Por su parte, el Tribunal Supremo en sentencia, entre otras, de 28 de marzo de 2017, advierte que el artículo 4 de la Ley 12/2009 parte de la base de que para otorgar la protección subsidiaria no tienen por qué existir los mismos requisitos de la obtención del asilo, pues, de otra forma, la protección subsidiaria sería una figura superflua. Dice en este sentido que «[s]i para la concesión del derecho de asilo se necesita la concurrencia de unos determinados requisitos de persecución, de naturaleza del agente perseguidor y del motivo de la persecución, el derecho a la protección subsidiaria podrá ser concedido cuando alguno de esos tres requisitos no se cumpla o esté ausente, no obstante lo cual exista riesgo de alguno de los daños graves que describe el artículo 10 de la propia ley; es decir, podrá ser concedida, dados por supuestos esos daños, cuando no exista la misma persecución que se exige para el derecho de asilo o cuando la persecución no esté basada en los motivos previstos para éste o, en fin, cuando el agente perseguidor sea alguien distinto al exigido por la ley para la concesión del derecho de asilo [...]».

En el presente caso, nada se ha interesado en la demanda sobre protección subsidiaria y, como se ha expuesto, no se ha acreditado la existencia de tal riesgo de daños graves, por lo que carecería de fundamento la adopción de la medida interesada de protección.

A tenor de los razonamientos precedentes la demanda ha de ser íntegramente desestimada.

QUINTO.En cuanto a las costas, previene el artículo 139 de la Ley 29/1998, de 13 de julio, reguladora de esta Jurisdicción, en la redacción aplicable a este procedimiento que "En primera o única instancia, el órgano jurisdiccional, al dictar sentencia o al resolver por auto los recursos o incidentes que ante el mismo se promovieren, impondrá las costas a la parte que haya visto rechazadas todas sus pretensiones, salvo que aprecie y así lo razone, que el caso presentaba serias dudas de hecho o de derecho". Y en el presente caso, desestimado el recurso, sin que existan dudas de hecho o de derecho, procede su imposición a la parte actora.

En aplicación del principio de moderación, del que se hacen eco diversas sentencias del Tribunal Supremo, como son las de 19 y 25 de febrero de 2010, en atención a la dificultad del asunto y la labor efectivamente realizada en el procedimiento, se considera que la cantidad máxima a que debe ascender la tasación de costas a realizar por todos los conceptos, excepto el Impuesto sobre el Valor Añadido, ha de ser la cifra de 1.000 euros.

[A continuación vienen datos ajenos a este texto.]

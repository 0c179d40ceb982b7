//! Server settings data repository.
//!
//! Settings of a Discord server live in `server_settings` with two satellite
//! tables: `guild_roles` mapping in-game guilds to Discord roles and
//! `discord_chat_rooms` mapping chat room types to channels.

use migration::OnConflict;
use sea_orm::{ActiveValue, ColumnTrait, DatabaseConnection, DbErr, EntityTrait, QueryFilter};

use crate::model::{
    guild::Guild,
    settings::{ChatRoom, GuildRole, ServerSettings},
};

/// Repository providing database operations for per-server configuration.
pub struct ServerSettingsRepository<'a> {
    db: &'a DatabaseConnection,
}

impl<'a> ServerSettingsRepository<'a> {
    /// Creates a new ServerSettingsRepository instance.
    ///
    /// # Arguments
    /// - `db` - Reference to the database connection
    ///
    /// # Returns
    /// - `ServerSettingsRepository` - New repository instance
    pub fn new(db: &'a DatabaseConnection) -> Self {
        Self { db }
    }

    /// Loads the settings of a server including guild roles and chat rooms.
    ///
    /// # Arguments
    /// - `guild_id` - Discord ID of the server
    ///
    /// # Returns
    /// - `Ok(Some(ServerSettings))` - The server has been set up
    /// - `Ok(None)` - No settings stored for this server
    /// - `Err(DbErr)` - Database error or a stored value that fails to parse
    pub async fn find(&self, guild_id: u64) -> Result<Option<ServerSettings>, DbErr> {
        let id = guild_id.to_string();

        let Some(entity) = entity::prelude::ServerSettings::find_by_id(id.clone())
            .one(self.db)
            .await?
        else {
            return Ok(None);
        };

        let guild_roles = entity::prelude::GuildRole::find()
            .filter(entity::guild_role::Column::GuildId.eq(id.as_str()))
            .all(self.db)
            .await?;

        let chat_rooms = entity::prelude::ChatRoom::find()
            .filter(entity::chat_room::Column::GuildId.eq(id.as_str()))
            .all(self.db)
            .await?;

        ServerSettings::from_entities(entity, guild_roles, chat_rooms).map(Some)
    }

    /// Inserts or updates the language and system announcement of a server.
    ///
    /// Guild roles and chat rooms are written through their own setters.
    ///
    /// # Arguments
    /// - `settings` - Settings to persist
    ///
    /// # Returns
    /// - `Ok(())` - Settings row written
    /// - `Err(DbErr)` - Database error during upsert
    pub async fn upsert(&self, settings: &ServerSettings) -> Result<(), DbErr> {
        entity::prelude::ServerSettings::insert(entity::server_settings::ActiveModel {
            guild_id: ActiveValue::Set(settings.guild_id.to_string()),
            language: ActiveValue::Set(settings.language.clone()),
            system_announcement_type: ActiveValue::Set(
                settings.system_announcement.kind.to_string(),
            ),
            system_announcement_channel_id: ActiveValue::Set(
                settings
                    .system_announcement
                    .channel_id
                    .map(|id| id.to_string()),
            ),
        })
        .on_conflict(
            OnConflict::column(entity::server_settings::Column::GuildId)
                .update_columns([
                    entity::server_settings::Column::Language,
                    entity::server_settings::Column::SystemAnnouncementType,
                    entity::server_settings::Column::SystemAnnouncementChannelId,
                ])
                .to_owned(),
        )
        .exec(self.db)
        .await?;

        Ok(())
    }

    /// Maps an in-game guild to a Discord role on a server.
    ///
    /// # Arguments
    /// - `guild_id` - Discord ID of the server
    /// - `guild` - In-game guild
    /// - `role_id` - Discord role granted to members of `guild`
    pub async fn set_guild_role(
        &self,
        guild_id: u64,
        guild: Guild,
        role_id: u64,
    ) -> Result<(), DbErr> {
        entity::prelude::GuildRole::insert(entity::guild_role::ActiveModel {
            guild_id: ActiveValue::Set(guild_id.to_string()),
            ingame_guild: ActiveValue::Set(guild.to_string()),
            role_id: ActiveValue::Set(role_id.to_string()),
        })
        .on_conflict(
            OnConflict::columns([
                entity::guild_role::Column::GuildId,
                entity::guild_role::Column::IngameGuild,
            ])
            .update_column(entity::guild_role::Column::RoleId)
            .to_owned(),
        )
        .exec(self.db)
        .await?;

        Ok(())
    }

    /// Gets the role configured for an in-game guild on every server.
    ///
    /// Used when a character joins a guild to hand out roles across all
    /// servers the player is on.
    ///
    /// # Arguments
    /// - `guild` - In-game guild
    ///
    /// # Returns
    /// - `Ok(Vec<GuildRole>)` - One entry per server with a role for `guild`
    /// - `Err(DbErr)` - Database error or a stored id that fails to parse
    pub async fn guild_roles_for(&self, guild: Guild) -> Result<Vec<GuildRole>, DbErr> {
        let entities = entity::prelude::GuildRole::find()
            .filter(entity::guild_role::Column::IngameGuild.eq(guild.name()))
            .all(self.db)
            .await?;

        entities.into_iter().map(GuildRole::from_entity).collect()
    }

    /// Inserts or updates the chat room of a given type on a server.
    ///
    /// # Arguments
    /// - `guild_id` - Discord ID of the server
    /// - `room` - Chat room type, location kind and channel
    pub async fn set_chat_room(&self, guild_id: u64, room: &ChatRoom) -> Result<(), DbErr> {
        entity::prelude::ChatRoom::insert(entity::chat_room::ActiveModel {
            guild_id: ActiveValue::Set(guild_id.to_string()),
            room_type: ActiveValue::Set(room.room_type.to_string()),
            location_type: ActiveValue::Set(room.location.to_string()),
            channel_id: ActiveValue::Set(room.channel_id.map(|id| id.to_string())),
        })
        .on_conflict(
            OnConflict::columns([
                entity::chat_room::Column::GuildId,
                entity::chat_room::Column::RoomType,
            ])
            .update_columns([
                entity::chat_room::Column::LocationType,
                entity::chat_room::Column::ChannelId,
            ])
            .to_owned(),
        )
        .exec(self.db)
        .await?;

        Ok(())
    }
}
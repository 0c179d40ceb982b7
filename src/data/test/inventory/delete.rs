use super::*;

/// Tests deleting a stored inventory and deleting a missing one.
///
/// Expected: Ok in both cases, nothing left to load
#[tokio::test]
async fn deletes_inventory() -> Result<(), DbErr> {
    let test = TestBuilder::new()
        .with_table(entity::prelude::Inventory)
        .build()
        .await
        .unwrap();
    let db = test.db.as_ref().unwrap();

    let repo = InventoryRepository::new(db);
    repo.save(3, &Inventory::default()).await?;

    repo.delete(3).await?;
    repo.delete(3).await?;

    assert!(repo.load(3).await?.is_none());

    Ok(())
}
//! Translation factory for creating translated messages.

use sea_orm::{ActiveModelTrait, ActiveValue, DatabaseConnection, DbErr};

/// Creates a translated message.
///
/// # Arguments
/// - `db` - Database connection
/// - `language_code` - Language, e.g. `"en-US"`
/// - `message_key` - Key the message is looked up by
/// - `message` - Translated text, may contain `%placeholder%` markers
///
/// # Returns
/// - `Ok(entity::translation::Model)` - Created translation row
/// - `Err(DbErr)` - Database error during insert
pub async fn create_translation(
    db: &DatabaseConnection,
    language_code: &str,
    message_key: &str,
    message: &str,
) -> Result<entity::translation::Model, DbErr> {
    entity::translation::ActiveModel {
        language_code: ActiveValue::Set(language_code.to_string()),
        message_key: ActiveValue::Set(message_key.to_string()),
        message: ActiveValue::Set(message.to_string()),
    }
    .insert(db)
    .await
}
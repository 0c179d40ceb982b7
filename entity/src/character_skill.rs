use sea_orm::entity::prelude::*;

#[derive(Clone, Debug, PartialEq, DeriveEntityModel)]
#[sea_orm(table_name = "character_skills")]
pub struct Model {
    #[sea_orm(primary_key, auto_increment = false)]
    pub discord_client_id: String,
    #[sea_orm(primary_key, auto_increment = false)]
    pub skill_name: String,
    pub experience: i64,
}

#[derive(Copy, Clone, Debug, EnumIter, DeriveRelation)]
pub enum Relation {}

impl ActiveModelBehavior for ActiveModel {}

Vistos los preceptos citados y demás de general y pertinente aplicación,

Fallo

Que debemos DESESTIMAR Y DESESTIMAMOSel recurso interpuesto por la representación procesal de la parte actora, D. Leopoldo, contra el acuerdo de la Subsecretaria del Interior, actuando por Delegación del Ministro del Interior, de 16 de noviembre de 2022 por el que se deniega el el derecho de asilo así como la protección subsidiaria al recurrente, por ser ajustado a Derecho dicho acuerdo, en los motivos de impugnación alegados, e improcedentes las pretensiones de la parte actora, todo ello con imposición de costas a dicha parte recurrente en la forma expresada en el precedente fundamento de derecho 5º.

Notifíquese esta resolución a las partes, haciéndoles saber que la misma no es firme y que contra ella cabe interponer el recurso de casación previsto en los artículos 86 y siguientes de la Ley Jurisdiccional 29/1998, en la redacción dada por la Ley Orgánica 7/2015, recurso que, en su caso, se preparará ante esta Sala en el plazo de treinta días contados desde el siguiente a la notificación de la presente sentencia, cumpliendo los requisitos previstos en cada caso en la Ley Jurisdiccional 29/1998.

Así por esta nuestra sentencia, lo pronunciamos, mandamos y firmamos.